The Zen of Ironing

I rather like ironing my partner’s shirts.  Two or three garments into the laundry basket and I’m in the zone, meditating on how maybe, just maybe RLB derives some small pleasure when he opens his closet and finds a crisply ironed favorite waiting on the hanger.  I flatter myself that the discovery might be something akin to the small satisfaction of his finding a coin, all shiny and new, in the street.

I remember feeling much the same decades ago when I ironed my son’s favorite surfer shorts—a gaudy knee-length red-and-orange assault to the senses that he could barely be persuaded to doff long enough for a good washing.  Ditto my daughter’s favorite sundress, circa second or third grade.  Pink and white stripes, it was, with a fractious little flounce at the hemline boasting more wrinkles than Methuselah.
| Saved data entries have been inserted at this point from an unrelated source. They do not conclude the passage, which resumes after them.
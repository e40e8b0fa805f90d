use serde_json::Value;

use crate::elementor::{Element, IdGen};
use crate::error::Result;

/// Whether `column` holds `widget_type` as a direct child.
fn is_slot(column: &Element, widget_type: &str) -> bool {
    column.is_column() && column.children().iter().any(|w| w.widget_type() == Some(widget_type))
}

fn slot_count(row: &Element, widget_type: &str) -> usize {
    row.children().iter().filter(|c| is_slot(c, widget_type)).count()
}

fn is_row(element: &Element, widget_type: &str) -> bool {
    element.is_section() && slot_count(element, widget_type) > 0
}

/// Resizes a template's repeated-card row so that it holds exactly `n`
/// columns containing `widget_type`.
///
/// The row is the first section, in document order, with a column that
/// holds the widget directly. Surplus columns are dropped from the end;
/// missing ones are copies of the last, with fresh ids. A row nested in a
/// column is repeated to keep the template's cards per row; a top level row
/// just grows. Column sizes are rebalanced afterwards.
pub fn fit_row(section: &mut Element, widget_type: &str, n: usize, ids: &mut IdGen) -> Result<()> {
    if is_row(section, widget_type) {
        resize(section, widget_type, n, ids);
        return Ok(());
    }

    if fit_nested(section, widget_type, n, ids) {
        return Ok(());
    }

    err!("template has no row of columns holding the widget", "widget" => widget_type)
}

fn fit_nested(parent: &mut Element, widget_type: &str, n: usize, ids: &mut IdGen) -> bool {
    let is_column = parent.is_column();
    let children = parent.children_mut();
    let Some(pos) = children.iter().position(|c| is_row(c, widget_type)) else {
        return children.iter_mut()
            .filter(|c| c.widget_type().is_none())
            .any(|c| fit_nested(c, widget_type, n, ids));
    };

    if !is_column {
        resize(&mut children[pos], widget_type, n, ids);
        return true;
    }

    let template = children[pos].clone();
    let per_row = slot_count(&template, widget_type);
    let mut rows = vec![];
    let mut remaining = n;
    while remaining > 0 {
        let take = remaining.min(per_row);
        let mut row = template.clone();
        if !rows.is_empty() {
            ids.refresh(&mut row);
        }

        resize(&mut row, widget_type, take, ids);
        rows.push(row);
        remaining -= take;
    }

    log::trace!("laid out {n} `{widget_type}` cards in {} rows", rows.len());
    children.splice(pos..=pos, rows);
    true
}

fn resize(row: &mut Element, widget_type: &str, n: usize, ids: &mut IdGen) {
    let columns = row.children_mut();
    let mut slots: Vec<usize> = (0..columns.len())
        .filter(|&i| is_slot(&columns[i], widget_type))
        .collect();

    while slots.len() > n {
        if let Some(i) = slots.pop() {
            columns.remove(i);
        }
    }

    while slots.len() < n {
        let Some(&last) = slots.last() else { break };
        let mut copy = columns[last].clone();
        ids.refresh(&mut copy);
        columns.insert(last + 1, copy);
        slots.push(last + 1);
    }

    rebalance(columns, widget_type);
}

/// Splits the width the other columns leave over evenly across the slots.
fn rebalance(columns: &mut [Element], widget_type: &str) {
    let slots = columns.iter().filter(|c| is_slot(c, widget_type)).count();
    if slots == 0 {
        return;
    }

    let fixed: f64 = columns.iter()
        .filter(|c| !is_slot(c, widget_type))
        .filter_map(Element::column_size)
        .sum();

    let size = ((100.0 - fixed).max(0.0) / slots as f64).floor() as u32;
    for column in columns.iter_mut().filter(|c| is_slot(c, widget_type)) {
        let settings = column.settings_mut();
        settings.insert("_column_size".into(), size.into());
        if settings.contains_key("_inline_size") {
            settings.insert("_inline_size".into(), Value::Null);
        }
    }
}
mod macros;

pub use macros::*;

/// Convert spaces to hyphens. Remove characters that aren't alphanumerics,
/// underscores, or hyphens. Convert to lowercase. Also strip leading and
/// trailing whitespace. Umlauts are transliterated (`ü` -> `u`), which is
/// what WordPress does for `post_name` when the title has no slug.
pub fn slugify(string: &str) -> String {
    let mut output = String::with_capacity(string.len());

    let mut need_dash = false;
    for ch in string.chars() {
        if ch.is_whitespace() || ch.is_control() {
            need_dash = !output.is_empty();
            continue;
        }

        for b in deunicode::deunicode_char(ch).unwrap_or("-").bytes() {
            match b {
                b'a'..=b'z' | b'A'..=b'Z' | b'0'..=b'9' | b'_' => {
                    if need_dash {
                        output.push('-');
                        need_dash = false;
                    }

                    output.push(b.to_ascii_lowercase() as char);
                }
                _ => need_dash = !output.is_empty(),
            }
        }
    }

    output
}

/// Returns `true` if `input` is likely to contain a template.
pub fn is_template(input: &str) -> bool {
    let mut slice = input.as_bytes();
    while let Some(i) = memchr::memchr(b'{', slice) {
        match slice.get(i + 1) {
            Some(b'{') | Some(b'%') => return true,
            Some(_) => slice = &slice[(i + 1)..],
            None => return false,
        }
    }

    false
}

/// Formats a phone number for a `tel:` link: keeps digits and a leading `+`.
pub fn tel_href(phone: &str) -> String {
    let mut href = String::from("tel:");
    for (i, c) in phone.trim().chars().enumerate() {
        match c {
            '+' if i == 0 => href.push(c),
            '0'..='9' => href.push(c),
            _ => {}
        }
    }

    href
}

/// A `tel:` link to `phone`. A templated number becomes a `tel` filter block
/// so that the link is derived when the template renders.
pub fn tel_link(phone: &str) -> String {
    match is_template(phone) {
        true => format!("{{% filter tel %}}{phone}{{% endfilter %}}"),
        false => tel_href(phone),
    }
}

/// A `mailto:` link to `email`, deferred like [`tel_link()`].
pub fn mailto_link(email: &str) -> String {
    match is_template(email) {
        true => format!("{{% filter mailto %}}{email}{{% endfilter %}}"),
        false => format!("mailto:{}", email.trim()),
    }
}

pub fn escape_html(text: &str) -> String {
    let mut out = String::with_capacity(text.len());
    for c in text.chars() {
        match c {
            '&' => out.push_str("&amp;"),
            '<' => out.push_str("&lt;"),
            '>' => out.push_str("&gt;"),
            '"' => out.push_str("&quot;"),
            _ => out.push(c),
        }
    }

    out
}

/// Escapes `text` for HTML and turns its line breaks into `<br>`.
pub fn html_lines(text: &str) -> String {
    escape_html(text).replace('\n', "<br>")
}

/// [`html_lines()`] of `text`, deferred like [`tel_link()`] when `text` is
/// templated so that substituted values are escaped too.
pub fn html_text(text: &str) -> String {
    match is_template(text) {
        true => format!("{{% filter html %}}{text}{{% endfilter %}}"),
        false => html_lines(text),
    }
}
I’ve been thinking about the Zen-like effect of ironing for the last several days (the laundry was formidable this week), the notion all mixed up in my mind with that Elizabeth Warren video that went viral on YouTube last month.  You know the one where she says “There is nobody in this country who got rich on his own.”  Yes, I know, I know—linking the two ideas, ironing and wealth, is a stretch.  I wonder if I can do it?

One thing’s for sure, neither of us—my partner nor myself—is rolling in dough, so the monetary angle, that was, I think, Ms. Warren’s point, is not key to the connection I’m seeking here.  It’s not like I’m ironing dollars into RLB’s shirt pockets.  But we all know that wealth takes many forms, and there are many ways to accumulate it—and, I think, to pay it forward.  Ms. Warren’s video provides a clue in this regard: infrastructure, she cites, is one of the ways we all contribute to the wealth of the successful businessperson.  Roads, bridges, public transportation, paid for collectively, play a part in producing that wealth.  Infrastructure matters.  So, I like to think, does a wrinkle-free shirt, a freshly-pressed pair of slacks, neatly folded-and-stacked underwear, or if I can be permitted to mix my metaphors (and beneficiaries), each one of RLB’s expertly prepared home-cooked meals, his mixed to perfection gin-and-tonics after a tiring day.  All these are collective contributions to a distinctly domestic and intimately shared infrastructure—the kind of infrastructure that underpins wealth that can’t be measured in terms of dollars and cents.  The kind of capital that can weather even the worst Wall Street reversals.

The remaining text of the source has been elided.